From Hyperactive Gerbil to Capybara In One Summer
When I was a little girl, I spent countless Saturdays at the Buffalo Zoo. It’s a smallish zoo to navigate, though very full and well laid out which made it the ideal outing for a kid in all four seasons of the year. There were two habitats that were my particular favorites: the small animal pens where I could play with and hold rabbits, guinea pigs, and gerbils, all held in the same circular pen, and the capybara exhibit, which was more desert-like and traditional where you could observe these enormous gentle rodents from behind a fence. I liked these quiet, almost regal animals even though my father pronounced them “ugly as sin”. They looked serene and content, they made no noise, and they moved slowly and deliberately, yet they always looked like they were smiling. The guinea pigs, gerbils, and rabbits were darling. They squeaked and squirmed whether they were in their pen being left alone from the constant barrage of small children wanting to touch them, or in my hands while onlookers oo-ed and ah-ed over their cuteness. It made no difference, particularly with the gerbils who seemed to be in a constant state of motion.
I was clearly gerbil-like.
The stillness was not my friend nor my comfort zone. My report cards always read the same from grade one through grade six; “Rachel cannot sit still. She loves to interact with others and is easily distracted.” My parents were always on me to sit still, though they themselves could never follow their own advice, each moving in a perpetual state of motion both professionally and personally. My mother was my custodial parent and spent her days and even single moments off cleaning, preparing the house as though it would soon become an operating theater. If she wasn’t cleaning, she was gardening, ironing towels, talking on the phone, running to a jazzercise class, paying bills, or doing a million other tasks. She ran from calmness, as though being still would lead to some kind of lethargy that would surely be fatal. My father almost vibrated with a nervous energy that kept him on the go day and night, even in those rare moments where he had to sit for a meal or meeting, his leg would swing, his foot would tap or his hands would move as he lit and smoked his twentieth Old Gold Light of the day. “Look at that guy!” He would say in his loud voice when he saw someone just quietly reading in a chair outside on their lawn. “Jesus, it must be nice to be lazy all day.”

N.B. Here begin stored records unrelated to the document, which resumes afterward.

//! # fixdecoder-dictionary
//!
//! Loading and querying of FIX protocol dictionaries for log decoding.
//!
//! A QuickFIX-style XML dictionary is parsed once into a [`RawDictionary`]
//! and turned into two independent views:
//!
//! - [`FlatDictionary`], a set of lookup tables (tag names, types, enum
//!   descriptions, group membership, per-message field order and required
//!   tags) used while decoding and validating messages
//! - [`SchemaTree`], a fully expanded hierarchy of messages, components,
//!   groups and fields used for display
//!
//! [`DictionaryCache`] keeps both views per protocol [`Version`], building
//! them on first use from the embedded dictionaries (or any other
//! [`DictionarySource`]).
//!
//! ## Basic Usage
//!
//! ```rust
//! use fixdecoder_dictionary::{DictionaryCache, Version};
//!
//! let cache = DictionaryCache::new();
//! let dictionary = cache.resolve(Version::FIX44).expect("embedded dictionary");
//!
//! assert_eq!(dictionary.field_name(54), "Side");
//! assert_eq!(dictionary.enum_description(54, "1"), "BUY");
//! assert_eq!(dictionary.field_name(99999), "99999");
//! ```

mod cache;
mod embedded;
mod error;
mod lookup;
mod schema;
mod version;
mod xml;

pub use cache::{DictionaryCache, DictionarySource};
pub use embedded::{
    EmbeddedDictionaries, VERSION_IDS, embedded_xml, supported_versions, version_for_id,
};
pub use error::{Error, ValidationError};
pub use lookup::{FlatDictionary, GroupDef, MSG_TYPE_TAG, MessageDef};
pub use schema::{
    ComponentNode, EnumValue, FieldNode, FieldSpec, GroupNode, HEADER, Members, MessageNode,
    NO_SERVICE_PACK, SchemaNode, SchemaTree, TRAILER,
};
pub use version::{ParseVersionError, Version};
pub use xml::{
    Component, Envelope, Field, FieldType, FixType, Group, Member, MemberRef, Message,
    RawDictionary, Value, ValueList,
};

This idea of stillness being equated with laziness stayed with me for the entirety of my life. The notion of doing nothing was so abhorrent to me that even if I would take my chair down to the beach, I would bring an article I had to read for work or take work calls to avoid the self-imposed guilt that would permeate my being each and every time I took a few minutes to myself. This ridiculous state of mind has landed me in the hospital on three occasions in my life, the last requiring an almost six-hour surgery to untangle the vascular hernias, largely caused by overwork and stress according to my surgeon, that was strangling my intestines. Finally, after 47 years of this behavior, his stern admonition scared me enough to force me at long last to slow down.
To be sure, it ain’t easy. I like movement, I like interaction, I like activities and outings and socializing. However, I’ve noticed something that surprised me, which is the seemingly dichotomous idea that the slower I go, the better I feel. The guilt is still there but it dissipates more with each passing day when I consciously carve out time to do…well, nothing. I finally finished The Romanov Sisters (which is a most excellent book, incidentally) while lying in a lounge chair for an hour a day. I’ve started to meditate each morning and night from a free app on my phone and when I skip it, I feel it. I jump in the bay for no other reason other than in the moment, I think it will feel good to move my body in the cold saltwater. At long last, I finally feel capybara-like. As I age, I may lose some of the adorable patina that I once had in my gerbil life, but that’s okay. Frankly, I think capybara’s are kind of cute.